12 thoughts on “The Connect America Fund Dilemma

  1. Agreed. This program is particularly frustrating in cases where these areas border rural ILECs that specialize in this environment. The financial incentive and seven year implementation time would seem like a very important part of their business when the current recipients regard this amount of money and these markets as an annoying afterthought as evidenced by the decades of neglect to get them “qualified” as unserved.

  2. I live in one of the areas CenturyLink may or may not be opting to upgrade. Your article is exactly the scenario I’m afraid of. And yeah, with the minimum speed being 10 Mbps, you can count on CenturyLink to provide that bare minimum and nothing more.

    I hope they choose not to take the money for my state (I guess we’ll know tomorrow!). Let someone else come in and take over.

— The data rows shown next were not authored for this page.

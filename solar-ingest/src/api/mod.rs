//! Read-side HTTP API: chart plots, daily/hourly totals, most recent minute
//! values, recent readings, site stats and health. Cross-origin access is open.

pub mod error;

use std::{net::SocketAddr, sync::Arc};

use axum::{
    extract::{Path, Query, State},
    routing::get,
    Json, Router,
};
use serde::{Deserialize, Serialize};
use solar_core::{
    db::{aggregate_queries, plot_queries, MetricStore, ReadingFeed, SiteStatsStore},
    domain::{minute::today, Measurement, MeasurementKind, Plot, Reading, SiteId, SiteStats},
};
use time::{format_description::well_known::Rfc3339, macros::format_description, Date, OffsetDateTime};
use tower_http::cors::CorsLayer;

use crate::health::{self, HealthStatus};
pub use error::ApiError;

pub const DEFAULT_FEED_LIMIT: usize = 100;
pub const MAX_FEED_LIMIT: usize = 1_000;

#[derive(Clone)]
pub struct AppState {
    pub store: Arc<dyn MetricStore>,
    pub stats: Arc<SiteStatsStore>,
    pub feed: Arc<ReadingFeed>,
}

pub fn router(state: AppState) -> Router {
    Router::new()
        .route("/metrics/:site_id", get(site_metrics))
        .route("/metrics/:site_id/daily", get(daily_total))
        .route("/metrics/:site_id/hourly", get(hourly_totals))
        .route("/metrics/:site_id/recent", get(recent_values))
        .route("/meterReadings", get(recent_global))
        .route("/meterReadings/:site_id", get(recent_for_site))
        .route("/sites/:site_id/stats", get(site_stats))
        .route("/health", get(health_check))
        .layer(CorsLayer::permissive())
        .with_state(state)
}

pub async fn serve(bind_addr: &str, state: AppState) -> anyhow::Result<()> {
    let addr: SocketAddr = bind_addr
        .parse()
        .map_err(|e| anyhow::anyhow!("invalid api.bind_addr: {e}"))?;
    let listener = tokio::net::TcpListener::bind(addr).await?;
    tracing::info!(%addr, "query API listening");
    axum::serve(listener, router(state).into_make_service()).await?;
    Ok(())
}

#[derive(Debug, Deserialize)]
struct DayQuery {
    day: Option<String>,
}

#[derive(Debug, Deserialize)]
struct KindDayQuery {
    kind: MeasurementKind,
    day: Option<String>,
}

#[derive(Debug, Deserialize)]
struct RecentQuery {
    kind: MeasurementKind,
    until: Option<String>,
    n: Option<usize>,
}

#[derive(Debug, Deserialize)]
struct FeedQuery {
    n: Option<usize>,
}

#[derive(Debug, Serialize)]
#[serde(rename_all = "camelCase")]
struct DailyTotalResponse {
    site_id: SiteId,
    kind: MeasurementKind,
    day: String,
    total: Option<f64>,
}

fn parse_day(day: Option<&str>) -> Result<Date, ApiError> {
    match day {
        None => Ok(today()),
        Some(s) => Date::parse(s.trim(), format_description!("[year]-[month]-[day]"))
            .map_err(|_| ApiError::InvalidDay(s.to_string())),
    }
}

fn parse_until(until: Option<&str>) -> Result<OffsetDateTime, ApiError> {
    match until {
        None => Ok(OffsetDateTime::now_utc()),
        Some(s) => OffsetDateTime::parse(s.trim(), &Rfc3339).map_err(|_| ApiError::InvalidInstant(s.to_string())),
    }
}

fn format_day(day: Date) -> String {
    day.format(format_description!("[year]-[month]-[day]"))
        .unwrap_or_else(|_| day.to_string())
}

fn feed_limit(n: Option<usize>) -> usize {
    n.unwrap_or(DEFAULT_FEED_LIMIT).min(MAX_FEED_LIMIT)
}

async fn site_metrics(
    State(state): State<AppState>,
    Path(site_id): Path<i64>,
    Query(q): Query<DayQuery>,
) -> error::Result<Json<Vec<Plot>>> {
    let day = parse_day(q.day.as_deref())?;
    let plots = plot_queries::site_metrics(state.store.as_ref(), SiteId(site_id), Some(day)).await?;
    Ok(Json(plots))
}

async fn daily_total(
    State(state): State<AppState>,
    Path(site_id): Path<i64>,
    Query(q): Query<KindDayQuery>,
) -> error::Result<Json<DailyTotalResponse>> {
    let day = parse_day(q.day.as_deref())?;
    let total = aggregate_queries::daily_total(state.store.as_ref(), SiteId(site_id), q.kind, day).await?;
    Ok(Json(DailyTotalResponse {
        site_id: SiteId(site_id),
        kind: q.kind,
        day: format_day(day),
        total,
    }))
}

async fn hourly_totals(
    State(state): State<AppState>,
    Path(site_id): Path<i64>,
    Query(q): Query<KindDayQuery>,
) -> error::Result<Json<Vec<Measurement>>> {
    let day = parse_day(q.day.as_deref())?;
    let hours = aggregate_queries::hourly_totals(state.store.as_ref(), SiteId(site_id), q.kind, day).await?;
    Ok(Json(hours))
}

async fn recent_values(
    State(state): State<AppState>,
    Path(site_id): Path<i64>,
    Query(q): Query<RecentQuery>,
) -> error::Result<Json<Vec<Measurement>>> {
    let until = parse_until(q.until.as_deref())?;
    let values = state
        .store
        .recent(SiteId(site_id), q.kind, until, feed_limit(q.n))
        .await?;
    Ok(Json(values))
}

async fn recent_global(State(state): State<AppState>, Query(q): Query<FeedQuery>) -> Json<Vec<Reading>> {
    Json(state.feed.recent_global(feed_limit(q.n)))
}

async fn recent_for_site(
    State(state): State<AppState>,
    Path(site_id): Path<i64>,
    Query(q): Query<FeedQuery>,
) -> Json<Vec<Reading>> {
    Json(state.feed.recent_for_site(SiteId(site_id), feed_limit(q.n)))
}

async fn site_stats(
    State(state): State<AppState>,
    Path(site_id): Path<i64>,
    Query(q): Query<DayQuery>,
) -> error::Result<Json<SiteStats>> {
    let day = parse_day(q.day.as_deref())?;
    state
        .stats
        .find(SiteId(site_id), day)
        .map(Json)
        .ok_or_else(|| ApiError::StatsNotFound {
            site: SiteId(site_id),
            day: format_day(day),
        })
}

async fn health_check() -> Json<HealthStatus> {
    Json(health::probe())
}

#[cfg(test)]
mod tests {
    use super::*;
    use axum::{
        body::Body,
        http::{Request, StatusCode},
    };
    use solar_core::db::MemoryMetricStore;
    use time::macros::datetime;
    use tower::ServiceExt;

    async fn state() -> AppState {
        let store = Arc::new(MemoryMetricStore::new());
        for (ts, gen, used) in [
            (datetime!(2024-01-01 00:00:00 UTC), 1.5, 0.8),
            (datetime!(2024-01-01 00:01:00 UTC), 2.0, 1.0),
        ] {
            store
                .record(SiteId(42), ts, MeasurementKind::KwhGenerated, gen)
                .await
                .unwrap();
            store.record(SiteId(42), ts, MeasurementKind::KwhUsed, used).await.unwrap();
        }
        store.ensure_site(SiteId(7)).await.unwrap();

        AppState {
            store,
            stats: Arc::new(SiteStatsStore::new()),
            feed: Arc::new(ReadingFeed::default()),
        }
    }

    async fn get_json(app: Router, uri: &str) -> (StatusCode, serde_json::Value) {
        let res = app
            .oneshot(Request::builder().uri(uri).body(Body::empty()).unwrap())
            .await
            .unwrap();
        let status = res.status();
        let bytes = axum::body::to_bytes(res.into_body(), usize::MAX).await.unwrap();
        (status, serde_json::from_slice(&bytes).unwrap())
    }

    #[tokio::test]
    async fn site_metrics_returns_two_named_plots() {
        let app = router(state().await);
        let (status, body) = get_json(app, "/metrics/42?day=2024-01-01").await;

        assert_eq!(status, StatusCode::OK);
        assert_eq!(body[0]["name"], "kWh Generated");
        assert_eq!(body[1]["name"], "kWh Used");
        assert_eq!(body[0]["values"][0]["timestamp"], "2024-01-01T00:00:00Z");
        assert_eq!(body[0]["values"][1]["value"], 2.0);
    }

    #[tokio::test]
    async fn unknown_site_is_not_found_with_no_plots() {
        let app = router(state().await);
        let (status, body) = get_json(app, "/metrics/999?day=2024-01-01").await;

        assert_eq!(status, StatusCode::NOT_FOUND);
        assert!(body.get("error").is_some());
        assert!(!body.is_array());
    }

    #[tokio::test]
    async fn known_site_without_data_gets_empty_series() {
        let app = router(state().await);
        let (status, body) = get_json(app, "/metrics/7?day=2024-01-01").await;

        assert_eq!(status, StatusCode::OK);
        assert_eq!(body[0]["values"].as_array().unwrap().len(), 0);
        assert_eq!(body[1]["values"].as_array().unwrap().len(), 0);
    }

    #[tokio::test]
    async fn daily_total_reports_sum_and_null_for_no_data() {
        let app = router(state().await);
        let (status, body) = get_json(app.clone(), "/metrics/42/daily?kind=kwh_generated&day=2024-01-01").await;
        assert_eq!(status, StatusCode::OK);
        assert_eq!(body["total"], 3.5);
        assert_eq!(body["day"], "2024-01-01");

        let (_, body) = get_json(app, "/metrics/42/daily?kind=temperature_celsius&day=2024-01-01").await;
        assert!(body["total"].is_null());
    }

    #[tokio::test]
    async fn recent_values_walk_back_from_until() {
        let app = router(state().await);
        let (status, body) = get_json(
            app.clone(),
            "/metrics/42/recent?kind=kwh_used&until=2024-01-01T00:05:00Z&n=1",
        )
        .await;

        assert_eq!(status, StatusCode::OK);
        let values = body.as_array().unwrap();
        assert_eq!(values.len(), 1);
        assert_eq!(values[0]["timestamp"], "2024-01-01T00:01:00Z");
        assert_eq!(values[0]["value"], 1.0);

        let (status, _) = get_json(app.clone(), "/metrics/42/recent?kind=kwh_used&until=noon").await;
        assert_eq!(status, StatusCode::BAD_REQUEST);

        let (status, _) = get_json(app, "/metrics/999/recent?kind=kwh_used").await;
        assert_eq!(status, StatusCode::NOT_FOUND);
    }

    #[tokio::test]
    async fn malformed_day_is_bad_request() {
        let app = router(state().await);
        let (status, _) = get_json(app, "/metrics/42?day=yesterday").await;
        assert_eq!(status, StatusCode::BAD_REQUEST);
    }

    #[tokio::test]
    async fn missing_stats_is_not_found() {
        let app = router(state().await);
        let (status, _) = get_json(app, "/sites/42/stats?day=2024-01-01").await;
        assert_eq!(status, StatusCode::NOT_FOUND);
    }

    #[tokio::test]
    async fn responses_allow_any_origin() {
        let app = router(state().await);
        let res = app
            .oneshot(
                Request::builder()
                    .uri("/health")
                    .header("origin", "http://example.com")
                    .body(Body::empty())
                    .unwrap(),
            )
            .await
            .unwrap();

        assert_eq!(res.status(), StatusCode::OK);
        assert_eq!(res.headers()["access-control-allow-origin"], "*");
    }
}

  3. So, the part of your concern about all this CAF money being spent to provide crappy DSL on a slow delivery schedule really resonates. But the part about this crappy DSL taking the wind out of the sails of FTTH is really grabbing me. It’s just too freaking expensive and non-economic to string up wires of any kind in rural areas, and there’s never going to be enough subsidy to get the job done in a satisfactory way. Now, maybe CAF should set a higher bar–25mbps minimum to 95% of addresses, two year delivery schedule–but still it’s not going to get the job done. Frankly, I’m kind of swayed by AT&T’s new model (shudder). Video by satellite, and fixed LTE for voice and data in rural areas (and here’s where I make a dangerous assumption that the low population densities in rural areas will allow fairly generous data caps, and that the FCC will ensure that that’s what AT&T provides).

    I could be totally wrong about the economics of rural fiber being unmanageable on a large scale. If so, rural fiber advocates would be well served to do a simple analysis that shows that the economics actually work with a non-crazy amount of subsidy. That would actually be a fun analysis to do, and shouldn’t be that hard at a sketch level.

    • The economics of scale for rural fiber varies widely by just how rural a place is. There are certainly places where the density is so low that fiber can never be justified. But the large telcos for the most part aren’t taking CAF funding for those places because they would have to string a lot of fiber to make DSL work in those areas.

      But there are a lot of places where rural fiber can be made to work. Just recently Sibley County Minnesota and some parts of neighboring counties created a cooperative for both the towns and the farms in a wide area. The towns didn’t have great broadband either and so the business plan was able to work with the combination of small towns and a lot of farms all added together. That’s the kind of solutions that rural places are looking for – bringing fiber to everyone.

      But if the Sibley County area had had a CAF upgrade to 10 Mbps DSL, that would probably have drained off just enough supporters that the project probably would not have gotten funded. The Sibley project needed to pre-sign customers who wanted fiber to prove they had sufficient demand, and they probably would not have gotten this project off the ground if some of the rural people were satisfied with the DSL.

      I know of dozens of rural communities now looking for solutions and for some of them this CAF money might be the change that makes it impossible for them to find a solution.

      And that’s where the problem lies. We know that the CAF DSL probably isn’t going to bring 10 Mbps to most customers and probably far less than that to the customers at the end of the new DSL chains. And even if it does, then in a few years that DSL is going to feel slow. And the copper will continue to age and the DSL cards will wear out and not be replaced and in ten or fifteen years these communities will be back to where they are today. But by that time the urban areas will be far far faster than today and these places will be at the far tail end of the digital divide.

      For such communities the CAF might be the kiss of death. That’s not what the FCC thinks they are doing, but that is the reality.